Todos dias vamos para lugares que temos que ir, voltamos para casa, sentamos em frente a uma TV ou coisa que o valha e morremos. Morremos um pouco a cada dia, de vagar e tão lentamente que achamos que nunca iremos morrer. Enquanto ando pelas ruas ou quando estou no carro dirigindo com um pouco de vento nas narinas fico pensando em tantas coisas que acabo me afogando num mar de água quente, as idéias sobem à cabeça e daí ficam entaladas, fumegantes, loucas para serem derramadas em algo ou em alguém. Leio alguns livros e eles parecem falar comigo, "Vamos deitar um pouco e relaxar, cara. Você tem uma vida de um filho da puta qualquer, apesar de você se achar um gênio". Os livros são sempre tão realistas e eu acabo muitas vezes me sentindo um idiota a não dar ouvido a eles. É por isso que às vezes não faço questão nenhuma de contrariar a vulgaridade da vida. Se for pensar, é só isso que nos resta na verdade.

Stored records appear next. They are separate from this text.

//! Saga manager - routes inbound messages to per-instance workers.
//!
//! Every saga instance is owned by its own worker thread with a FIFO inbox,
//! so messages for one instance are processed one at a time in arrival
//! order while different instances run concurrently.
//!
//! ```text
//!   dispatch(inbound)
//!        │
//!        ▼
//!   ┌─────────────────────────────┐
//!   │ routes: Association → saga  │──── no route + start event ──► spawn worker
//!   └─────────────────────────────┘
//!        │                  └─ no route + callback while a workflow
//!        │                     is starting ──► parked until attached
//!        │ saga id
//!        ▼
//!   ┌──────────┐   ┌──────────┐
//!   │ saga-a1… │   │ saga-b7… │   one thread + inbox per instance
//!   └──────────┘   └──────────┘
//! ```

mod worker;

pub use worker::InstanceStats;

use std::collections::HashMap;
use std::sync::mpsc::{self, Receiver, Sender};
use std::sync::{Arc, Mutex, MutexGuard};
use std::thread::{self, JoinHandle};

use tracing::{debug, info, warn};
use uuid::Uuid;

use crate::bus::Channels;
use crate::config::SagaConfig;
use crate::error::SagaError;
use crate::saga::{
    Association, Callback, DomainEvent, Lifecycle, Orchestrator, Saga, SagaInstance,
    WORKFLOW_INSTANCE_PROPERTY,
};
use crate::workflow::{WorkflowBridge, WorkflowEngine};
use worker::{Envelope, InstanceWorker};

/// A message for a saga: a domain event or a workflow callback.
#[derive(Debug, Clone)]
pub enum Inbound<Ev> {
    Event(Ev),
    Callback(Callback),
}

impl<Ev: DomainEvent> Inbound<Ev> {
    /// The key this message is routed by.
    pub fn association(&self) -> Association {
        match self {
            Inbound::Event(event) => event.association(),
            Inbound::Callback(callback) => callback.association(),
        }
    }

    pub fn name(&self) -> &'static str {
        match self {
            Inbound::Event(event) => event.event_type(),
            Inbound::Callback(callback) => callback.name(),
        }
    }

    fn is_start(&self) -> bool {
        matches!(self, Inbound::Event(event) if event.lifecycle() == Lifecycle::Start)
    }
}

impl<Ev> From<Callback> for Inbound<Ev> {
    fn from(callback: Callback) -> Self {
        Inbound::Callback(callback)
    }
}

pub(crate) type Reply = Sender<Result<String, SagaError>>;

/// Handle on a dispatched message.
#[derive(Debug)]
pub struct Receipt {
    saga_id: Option<String>,
    reply: Receiver<Result<String, SagaError>>,
}

impl Receipt {
    /// The saga the message was routed to.
    ///
    /// `None` for a callback parked until its workflow instance is attached.
    pub fn saga_id(&self) -> Option<&str> {
        self.saga_id.as_deref()
    }

    /// Block until a saga has processed the message. Returns its id.
    pub fn wait(self) -> Result<String, SagaError> {
        match self.reply.recv() {
            Ok(result) => result,
            Err(_) => Err(SagaError::InstanceStopped(self.saga_id.unwrap_or_default())),
        }
    }
}

pub(crate) struct InstanceHandle<S: Saga> {
    inbox: Sender<Envelope<S>>,
    thread: Option<JoinHandle<InstanceStats>>,
    /// Created but its start event not yet processed.
    pub(crate) starting: bool,
    pub(crate) terminal: bool,
}

/// Routing table and live instances, guarded by one mutex.
pub(crate) struct Table<S: Saga> {
    pub(crate) routes: HashMap<Association, String>,
    pub(crate) handles: HashMap<String, InstanceHandle<S>>,
    /// Callbacks for workflow instances not attached yet.
    pending: HashMap<Association, Vec<Envelope<S>>>,
}

impl<S: Saga> Table<S> {
    fn new() -> Self {
        Self {
            routes: HashMap::new(),
            handles: HashMap::new(),
            pending: HashMap::new(),
        }
    }

    /// Drop an instance and every route pointing at it.
    pub(crate) fn remove(&mut self, saga_id: &str) -> Option<InstanceHandle<S>> {
        self.routes.retain(|_, id| id != saga_id);
        let handle = self.handles.remove(saga_id);
        self.reject_unclaimed();
        handle
    }

    fn is_starting(&self) -> bool {
        self.handles.values().any(|h| h.starting)
    }

    /// A workflow engine may call back before `start_instance` has returned
    /// the instance id. Such callbacks wait here while any saga is starting.
    fn parks(&self, association: &Association) -> bool {
        association.property == WORKFLOW_INSTANCE_PROPERTY && self.is_starting()
    }

    fn park(&mut self, association: &Association, message: Inbound<S::Event>) -> Receipt {
        let (reply, rx) = mpsc::channel();
        debug!(%association, inbound = message.name(), "callback parked");
        self.pending
            .entry(association.clone())
            .or_default()
            .push(Envelope::Handle { message, reply });
        Receipt {
            saga_id: None,
            reply: rx,
        }
    }

    /// Parked callbacks for `association`, in arrival order.
    pub(crate) fn claim(&mut self, association: &Association) -> Vec<Envelope<S>> {
        self.pending.remove(association).unwrap_or_default()
    }

    /// Once no saga is starting, nothing can claim the parked callbacks.
    pub(crate) fn reject_unclaimed(&mut self) {
        if self.pending.is_empty() || self.is_starting() {
            return;
        }
        for (association, parked) in self.pending.drain() {
            warn!(%association, callbacks = parked.len(), "parked callbacks unclaimed");
            for envelope in parked {
                if let Envelope::Handle { reply, .. } = envelope {
                    let _ = reply.send(Err(SagaError::UnknownAssociation(association.clone())));
                }
            }
        }
    }
}

/// Creates saga instances, routes messages to them and owns their workers.
///
/// ## Example
///
/// ```ignore
/// let manager = PaymentSagaManager::new(settings, channels, engine, &config)?;
///
/// let receipt = manager.dispatch(Inbound::Event(PaymentEvent::PaymentCreated(created)))?;
/// let saga_id = receipt.wait()?;
///
/// manager.dispatch(Callback::QueryRequested(details).into())?.wait()?;
/// ```
pub struct SagaManager<S: Saga, E> {
    orchestrator: Orchestrator<S, E>,
    settings: Arc<S::Settings>,
    table: Arc<Mutex<Table<S>>>,
}

impl<S, E> SagaManager<S, E>
where
    S: Saga,
    E: WorkflowEngine + 'static,
{
    /// Build a manager for saga type `S`.
    ///
    /// Fails when the saga definition registers a query whose response type
    /// has no handler.
    pub fn new(
        settings: S::Settings,
        channels: Channels,
        engine: E,
        config: &SagaConfig,
    ) -> Result<Self, SagaError> {
        let definition = S::definition();
        definition.validate()?;
        info!(
            saga = definition.name(),
            workflow_definition_key = %config.workflow_definition_key,
            factories = definition.factories().len(),
            response_handlers = definition.responses().len(),
            "saga manager ready"
        );

        let bridge = WorkflowBridge::new(engine, config.signal_retry.clone());
        Ok(Self {
            orchestrator: Orchestrator::new(
                Arc::new(definition),
                channels,
                Arc::new(bridge),
                config.workflow_definition_key.clone(),
            ),
            settings: Arc::new(settings),
            table: Arc::new(Mutex::new(Table::new())),
        })
    }

    pub fn orchestrator(&self) -> &Orchestrator<S, E> {
        &self.orchestrator
    }

    /// Route `message` by its own association key.
    pub fn dispatch(&self, message: Inbound<S::Event>) -> Result<Receipt, SagaError> {
        let association = message.association();
        self.dispatch_to(&association, message)
    }

    /// Route `message` by an explicit association key, e.g. a terminal event
    /// addressed by workflow instance id.
    ///
    /// A start event creates a new saga when no live saga is associated with
    /// the key. A callback addressed by workflow instance id is parked while
    /// a saga is starting, and delivered once that saga attaches the
    /// workflow instance. Any other message without a route fails with
    /// [`SagaError::UnknownAssociation`].
    pub fn dispatch_to(
        &self,
        association: &Association,
        message: Inbound<S::Event>,
    ) -> Result<Receipt, SagaError> {
        let mut table = self.lock()?;

        let existing = table.routes.get(association).cloned().filter(|id| {
            !(message.is_start() && table.handles.get(id).map_or(true, |h| h.terminal))
        });

        if existing.is_none()
            && matches!(message, Inbound::Callback(_))
            && table.parks(association)
        {
            return Ok(table.park(association, message));
        }

        let saga_id = match existing {
            Some(id) => id,
            None => match &message {
                Inbound::Event(event) if event.lifecycle() == Lifecycle::Start => {
                    self.create(&mut table, association, event)?
                }
                _ => return Err(SagaError::UnknownAssociation(association.clone())),
            },
        };

        let handle = table
            .handles
            .get(&saga_id)
            .ok_or_else(|| SagaError::UnknownSaga(saga_id.clone()))?;
        debug!(saga_id = %saga_id, %association, inbound = message.name(), "routing");

        let (reply, rx) = mpsc::channel();
        handle
            .inbox
            .send(Envelope::Handle { message, reply })
            .map_err(|_| SagaError::InstanceStopped(saga_id.clone()))?;

        Ok(Receipt {
            saga_id: Some(saga_id),
            reply: rx,
        })
    }

    /// Dispatch and wait. Returns the id of the saga that processed it.
    pub fn process(&self, message: Inbound<S::Event>) -> Result<String, SagaError> {
        self.dispatch(message)?.wait()
    }

    fn create(
        &self,
        table: &mut Table<S>,
        business_key: &Association,
        event: &S::Event,
    ) -> Result<String, SagaError> {
        let state = S::start(event, &self.settings)?;
        let saga_id = Uuid::new_v4().to_string();
        let (inbox, rx) = mpsc::channel();

        let worker = InstanceWorker {
            instance: SagaInstance::new(saga_id.clone(), business_key.clone(), state),
            orchestrator: self.orchestrator.clone(),
            inbox: rx,
            table: Arc::clone(&self.table),
        };
        let thread = thread::Builder::new()
            .name(format!("saga-{saga_id}"))
            .spawn(move || worker.run())?;

        table.routes.insert(business_key.clone(), saga_id.clone());
        table.handles.insert(
            saga_id.clone(),
            InstanceHandle {
                inbox,
                thread: Some(thread),
                starting: true,
                terminal: false,
            },
        );
        info!(saga_id = %saga_id, %business_key, "saga created");
        Ok(saga_id)
    }

    /// Run `f` against an instance after everything already queued for it.
    pub fn with_instance<R, F>(&self, saga_id: &str, f: F) -> Result<R, SagaError>
    where
        R: Send + 'static,
        F: FnOnce(&SagaInstance<S>) -> R + Send + 'static,
    {
        let (tx, rx) = mpsc::channel();
        {
            let table = self.lock()?;
            let handle = table
                .handles
                .get(saga_id)
                .ok_or_else(|| SagaError::UnknownSaga(saga_id.to_string()))?;
            handle
                .inbox
                .send(Envelope::Visit(Box::new(move |instance: &SagaInstance<S>| {
                    let _ = tx.send(f(instance));
                })))
                .map_err(|_| SagaError::InstanceStopped(saga_id.to_string()))?;
        }
        rx.recv()
            .map_err(|_| SagaError::InstanceStopped(saga_id.to_string()))
    }

    /// A snapshot of an instance.
    pub fn inspect(&self, saga_id: &str) -> Result<SagaInstance<S>, SagaError>
    where
        S: Clone,
    {
        self.with_instance(saga_id, |instance| instance.clone())
    }

    /// The saga currently routed by `association`.
    pub fn find(&self, association: &Association) -> Option<String> {
        self.lock().ok()?.routes.get(association).cloned()
    }

    /// Ids of all live instances, sorted.
    pub fn saga_ids(&self) -> Vec<String> {
        let mut ids: Vec<String> = match self.lock() {
            Ok(table) => table.handles.keys().cloned().collect(),
            Err(_) => Vec::new(),
        };
        ids.sort();
        ids
    }

    /// Stop an instance's worker and forget its routes.
    pub fn discard(&self, saga_id: &str) -> Result<InstanceStats, SagaError> {
        let handle = self
            .lock()?
            .remove(saga_id)
            .ok_or_else(|| SagaError::UnknownSaga(saga_id.to_string()))?;
        info!(saga_id, "saga discarded");
        Ok(stop(handle))
    }

    /// Discard every terminal instance. Returns how many were removed.
    pub fn discard_terminal(&self) -> Result<usize, SagaError> {
        let handles: Vec<InstanceHandle<S>> = {
            let mut table = self.lock()?;
            let ids: Vec<String> = table
                .handles
                .iter()
                .filter(|(_, h)| h.terminal)
                .map(|(id, _)| id.clone())
                .collect();
            ids.iter().filter_map(|id| table.remove(id)).collect()
        };
        let count = handles.len();
        for handle in handles {
            stop(handle);
        }
        Ok(count)
    }

    /// Stop every worker after its queued messages and collect their stats.
    pub fn shutdown(self) -> InstanceStats {
        let handles: Vec<InstanceHandle<S>> = match self.table.lock() {
            Ok(mut table) => {
                table.routes.clear();
                table.handles.drain().map(|(_, h)| h).collect()
            }
            Err(_) => Vec::new(),
        };
        handles
            .into_iter()
            .map(stop)
            .fold(InstanceStats::default(), InstanceStats::merge)
    }

    fn lock(&self) -> Result<MutexGuard<'_, Table<S>>, SagaError> {
        self.table
            .lock()
            .map_err(|_| SagaError::LockPoisoned("saga routing"))
    }
}

fn stop<S: Saga>(mut handle: InstanceHandle<S>) -> InstanceStats {
    let _ = handle.inbox.send(Envelope::Stop);
    match handle.thread.take() {
        // A worker discarding itself cannot join its own thread.
        Some(thread) if thread.thread().id() != thread::current().id() => {
            thread.join().unwrap_or_default()
        }
        _ => InstanceStats::default(),
    }
}

impl<S: Saga, E> Drop for SagaManager<S, E> {
    fn drop(&mut self) {
        if let Ok(table) = self.table.lock() {
            for handle in table.handles.values() {
                let _ = handle.inbox.send(Envelope::Stop);
            }
        }
    }
}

O mundo anda muito rápido, não corre, apenas anda mesmo. Os dias passam e vou envelhecendo junto com um monte de gente que nem conheço. Quando chego em casa cansado só penso em dormir e envelhecer um pouco, é algo inevitável. Quando não estou pensando em dormir estou pensando em comer e sempre fico muito cansado depois disso, com vontade de dormir. É um saco por que nunca tenho tempo pra dormir. Disseram-me que eu tenho um tipo de doença, com esse negocio de não dormir direito. Ah, corta essa, durmo tão bem que um bebê ficaria com inveja e as poucas horas que emprego nessa atividade são gastas intensamente. É aquele negócio, as melhores coisas que o homem faz na horizontal; transar, dormir e morrer.
Dizia um provérbio tibetano; "Quando apontam para a lua, o homem olha para o dedo". O homem é mesmo uma boa coisa. Um dia, para falar a verdade, espero fazer um pouco de diferença nesse mundo, nem que seja por algum momento irregular, ser menos ser humano. Não espero ser imortalizado, até mesmo por que isso é impossível, espero apenas ficar velho e que alguns idiotas possam respeitar um pouco das minhas rugas e da minha coluna enfraquecida. Vou arranjar um emprego, contratar uma mulher de uma boa família, ter um filho em quem eu possa descontar tudo que nunca fiz e nunca fui, tomar umas boas cervejas, ler mais umas dezenas de livros, escrever algumas poesias no bloco de notas e morrer tranqüilo e satisfeito, "de velhice", com algumas víboras espreitando e se esgueirando por dentre o meu leito de morte. Por enquanto deixo a morte o mais distante possível, trago para perto o copo com cerveja, fecho o bloco de notas e aumento o volume da vida, grande vida.